Page 52 of Whisper


Font Size:

“He didn’t come in the house, if that’s what you’re worried about. He used the hose to wash, ate outside, and slept in the tack room.”

“That sounds like him even when he lived here.”

“How long ago was that?”

“A fucking long time.” Joe studied Tauna and Carric before moving onto the next stall, and then the next. Shadow was in the sixth one along, which seemed to take him by surprise. “This is Mani’s stall.”

“He’s on the end,” I said.

“Why?”

“I don’t know. Sorry.”

Joe frowned and turned back to Shadow, who was observing us from the back of his stall. I wondered if I should leave them to it—if there was a private moment that passed between a horse and man when one of them had hurt the other so grievously. But Shadow merely grunted and then shifted so his shoulders blocked the view of his face, and Joe moved on.

The private moment came at Mani’s stable. He heard Joe coming and got to his feet, calling out with the rickety cry that even I recognised as his. He bumped his nose against the door until it opened and then snorted softly in delight as he finally laid eyes on Joe.

I stepped away as the old horse embraced his master. Joe hid his face in Mani’s mane, his shoulders shaking, and I took my cue to go back inside. My knowledge of horses was still limited, but I knew when a man needed a moment alone with his best friend.

Back in the kitchen, I forced myself not to pace the stone floor or peep through the window, and brewed a pot of tea for when Joe came in. Then I sat at the table and stared at my work. It had been a few days since I’d even glanced at the book, and it felt like a year. With Joe in hospital, I’d found myself unable to sit still, and helping out on the farm had given me a healthier outlet for that than running loops of Newquay.

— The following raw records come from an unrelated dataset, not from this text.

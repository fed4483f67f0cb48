use std::time::Duration;

// 在线判定窗口：最近一次心跳距今不超过该值即视为在线。
// 系统级常量；Registry 构造时可覆盖，默认值保持 10 秒。
pub const LIVENESS_THRESHOLD_SECS: u64 = 10;

// 策略派发请求/应答的等待上限。超过即 DispatchTimeout，不重试。
pub const DISPATCH_TIMEOUT_SECS: u64 = 5;

// 事件查询的默认时间窗口（边界层未指定 t 时使用）
pub const DEFAULT_EVENT_WINDOW: &str = "5m";

// 策略安装的规范确认值；任何其他应答均视为拒绝
pub const POLICY_ACK: &str = "policy ack";

// 策略定址通道：<agent_uid> + 固定后缀
pub const POLICY_SUBJECT_SUFFIX: &str = "_policy";

// Agent 注册请求/应答 subject
pub const REGISTER_SUBJECT: &str = "vigil.agents.register";

// 心跳指标发布 subject（所有 Agent 共用，payload 内携带 agent_uid）
pub const METRICS_SUBJECT: &str = "vigil.metrics";

// 事件上报 subject 前缀（最终形如：vigil.events.<agentUid>）
pub const EVENTS_SUBJECT_PREFIX: &str = "vigil.events";

// Agent 心跳间隔，取在线判定窗口的一半
pub const DEFAULT_HEARTBEAT_INTERVAL_SECS: u64 = 5;

pub fn liveness_threshold() -> Duration {
    Duration::from_secs(LIVENESS_THRESHOLD_SECS)
}

pub fn dispatch_timeout() -> Duration {
    Duration::from_secs(DISPATCH_TIMEOUT_SECS)
}

/// 生成策略派发 subject：<agentUid>_policy
pub fn policy_subject_for(agent_uid: &str) -> String {
    format!("{agent_uid}{POLICY_SUBJECT_SUFFIX}")
}

/// 生成事件上报 subject：vigil.events.<agentUid>
pub fn events_subject_for(agent_uid: &str) -> String {
    format!("{EVENTS_SUBJECT_PREFIX}.{agent_uid}")
}

/// Server 侧订阅全部事件的通配 subject
pub fn events_wildcard_subject() -> String {
    format!("{EVENTS_SUBJECT_PREFIX}.>")
}

#[cfg(test)]
mod tests {
    use super::*;

    #[test]
    fn test_policy_subject_for() {
        assert_eq!(policy_subject_for("a1"), "a1_policy");
        assert_eq!(policy_subject_for("node-7"), "node-7_policy");
    }

    #[test]
    fn test_events_subjects() {
        assert_eq!(events_subject_for("a1"), "vigil.events.a1");
        assert_eq!(events_wildcard_subject(), "vigil.events.>");
    }

    #[test]
    fn test_timeouts() {
        assert_eq!(liveness_threshold(), Duration::from_secs(10));
        assert_eq!(dispatch_timeout(), Duration::from_secs(5));
    }
}
use anyhow::Result;
use clap::Parser;
use std::sync::Arc;
use std::time::Duration;
use tracing::info;
use uuid::Uuid;

use vigil_agent::collector::FactCollector;
use vigil_agent::engine::PolicyEngine;
use vigil_agent::heartbeat::HeartbeatService;
use vigil_agent::reporter::BusEventSink;
use vigil_core::agent::{RegisterReply, RegisterRequest};
use vigil_core::check::CheckRegistry;
use vigil_core::config::VigilConfig;
use vigil_core::constants::REGISTER_SUBJECT;
use vigil_core::policy::PolicyConfig;
use vigil_core::shutdown::GracefulShutdown;
use vigil_core::transport::{MessageBus, NatsBus};

#[derive(Parser)]
#[command(name = "vigil-agent")]
#[command(about = "Vigil monitoring daemon")]
#[command(version)]
struct Args {
    /// Path to the configuration file
    #[arg(short, long, value_name = "FILE")]
    config: Option<String>,
}

#[tokio::main]
async fn main() -> Result<()> {
    let args = Args::parse();
    let cfg = VigilConfig::load(args.config.as_deref())?;

    vigil_core::telemetry::init_tracing_with(&vigil_core::telemetry::LogConfig {
        level: cfg.telemetry.log_level.clone(),
        format: cfg.telemetry.log_format.clone(),
        no_ansi: false,
    });

    info!("Starting Vigil Agent...");
    info!("  NATS URL: {}", cfg.nats.url);

    let bus: Arc<dyn MessageBus> = Arc::new(NatsBus::connect(&cfg.nats.url, "vigil-agent").await?);

    // 未配置 uid 时启动随机生成
    let agent_uid = cfg
        .agent
        .uid
        .clone()
        .unwrap_or_else(|| Uuid::new_v4().to_string());
    info!("Agent UID: {}", agent_uid);

    let collector = Arc::new(FactCollector::new());
    let shutdown = GracefulShutdown::new();

    // 向 master 注册（请求/应答，一次性；失败即退出）
    let request = RegisterRequest {
        uid: agent_uid.clone(),
        host_name: collector.host_name(),
    };
    let reply_bytes = bus
        .request(
            REGISTER_SUBJECT,
            serde_json::to_vec(&request)?.into(),
            Duration::from_secs(5),
        )
        .await?;
    let reply: RegisterReply = serde_json::from_slice(&reply_bytes)?;
    if let Some(error) = reply.error {
        anyhow::bail!("registration rejected by master: {error}");
    }
    info!(
        "Registered with master (bus: {})",
        reply.nats_url.unwrap_or_default()
    );

    let heartbeat = HeartbeatService::new(
        agent_uid.clone(),
        bus.clone(),
        collector.clone(),
        Duration::from_secs(cfg.agent.heartbeat_interval_secs),
        shutdown.child_token(),
    );

    let sink = Arc::new(BusEventSink::new(bus.clone(), agent_uid.clone()));
    let engine = Arc::new(PolicyEngine::new(
        agent_uid.clone(),
        bus,
        Arc::new(CheckRegistry::with_builtin()),
        sink,
        shutdown.child_token(),
    ));

    // 本地策略配置：启动时装载（与总线安装走同一条校验路径）
    if let Some(path) = &cfg.agent.policy_file {
        let raw = std::fs::read_to_string(path)?;
        let config: PolicyConfig = serde_json::from_str(&raw)?;
        engine.install_config(config);
        info!("Loaded local policy config from {}", path.display());
    }

    let heartbeat_handle = tokio::spawn(heartbeat.run());
    let engine_handle = tokio::spawn({
        let engine = engine.clone();
        async move {
            if let Err(e) = engine.run().await {
                tracing::error!("Policy engine failed: {}", e);
            }
        }
    });

    info!("Agent started with uid: {}", agent_uid);

    shutdown.wait_for_signal().await;
    info!("Shutdown signal received, stopping services...");

    let _ = futures::future::join(heartbeat_handle, engine_handle).await;
    info!("Agent shut down gracefully");
    Ok(())
}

As a result, I’d spent some time with Joe’s father. And fuck, if that hadn’t confused the hell out of me. I wanted to hate him... but I didn’t. And I’d yet to figure out why it mattered so much. Could Joe shed any light on that? I’d gone to the hospital every day to find out, but he’d been asleep each time. A sign for me to mind my own business?

Maybe.

Joe came back a little while later and leaned in the kitchen doorway, his eyes hooded and shot through with red. “Everything’s different.”

“Like what?”

He shrugged. “The stables, the feed shed... you.”

“Me?” I made an executive decision not to angst over what he’d been doing in the feed shed. “How am I different?”

“I don’t know. But you are.”

“Maybe it’s the fresh air I’ve been getting. I wasn’t taking the piss when I said I hadn’t done much work this week.”

“Emma reckoned you’ve done plenty. Cleaned out the trailer, by all accounts. Wheeled it down to the paddocks.”

“I didn’t do it on my own,” I said carefully.

“I know.”

“Your dad,” I started and then stopped. What was I going to say? That I knew his father had let him down in so many ways, but I kind of liked him anyway? “Your dad helped me.”

“I know that too.”

I searched for something to say that would ease the conflict in his eyes—a turmoil that seemed to make sense, even if I didn’t quite understand it. “I’ve been thinking about that space around the old stud farm.”

“Why?”

“Because your dad has been on my mind when I haven’t been thinking about you, and that led me to the empty field. You’re at capacity, right? You can’t take any more horses?”

Joe leaned heavily on the doorframe. “We don’t have the space, manpower, or equipment, and we can’t afford the horses we already have.”

“So you need another income stream?”

“Is that a trick question?”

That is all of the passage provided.